What to produce:
When you come to the line with "pub mod types;", begin repeating; continue exactly through the final line of the records and include nothing from before.

Dataset entries:
┌──

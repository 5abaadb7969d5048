// ==========================================
// 过程质量控制台 - 领域模型层
// ==========================================
// 职责: 定义领域实体、类型
// 红线: 不含数据访问逻辑,不含判定逻辑
// ==========================================

pub mod characteristic;
pub mod limits;
pub mod sample;
pub mod types;

// 重导出核心类型
pub use characteristic::{Characteristic, ControlItem, Device};
pub use limits::LimitSet;
pub use sample::{Sample, SampleRange};
pub use types::{EvaluationReason, QualityStatus};
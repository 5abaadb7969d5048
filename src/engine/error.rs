// ==========================================
// 过程质量控制台 - 引擎层错误类型
// ==========================================
// 工具: thiserror 派生宏
// ==========================================

use thiserror::Error;

/// 引擎层错误类型
#[derive(Error, Debug, Clone, PartialEq)]
pub enum EngineError {
    /// 输入不合法（非有限测量值、限值倒置、参数越界）
    #[error("无效输入 (field={field}): {message}")]
    InvalidInput { field: String, message: String },
}

impl EngineError {
    pub(crate) fn invalid(field: &str, message: impl Into<String>) -> Self {
        EngineError::InvalidInput {
            field: field.to_string(),
            message: message.into(),
        }
    }
}

/// Result 类型别名
pub type EngineResult<T> = Result<T, EngineError>;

└──

Response for this exercise:
pub mod types;

// 重导出核心类型
pub use characteristic::{Characteristic, ControlItem, Device};
pub use limits::LimitSet;
pub use sample::{Sample, SampleRange};
pub use types::{EvaluationReason, QualityStatus};
repository 5abaadb7969d5048
filename src/engine/error.rs
// ==========================================
// 过程质量控制台 - 引擎层错误类型
// ==========================================
// 工具: thiserror 派生宏
// ==========================================

use thiserror::Error;

/// 引擎层错误类型
#[derive(Error, Debug, Clone, PartialEq)]
pub enum EngineError {
    /// 输入不合法（非有限测量值、限值倒置、参数越界）
    #[error("无效输入 (field={field}): {message}")]
    InvalidInput { field: String, message: String },
}

impl EngineError {
    pub(crate) fn invalid(field: &str, message: impl Into<String>) -> Self {
        EngineError::InvalidInput {
            field: field.to_string(),
            message: message.into(),
        }
    }
}

/// Result 类型别名
pub type EngineResult<T> = Result<T, EngineError>;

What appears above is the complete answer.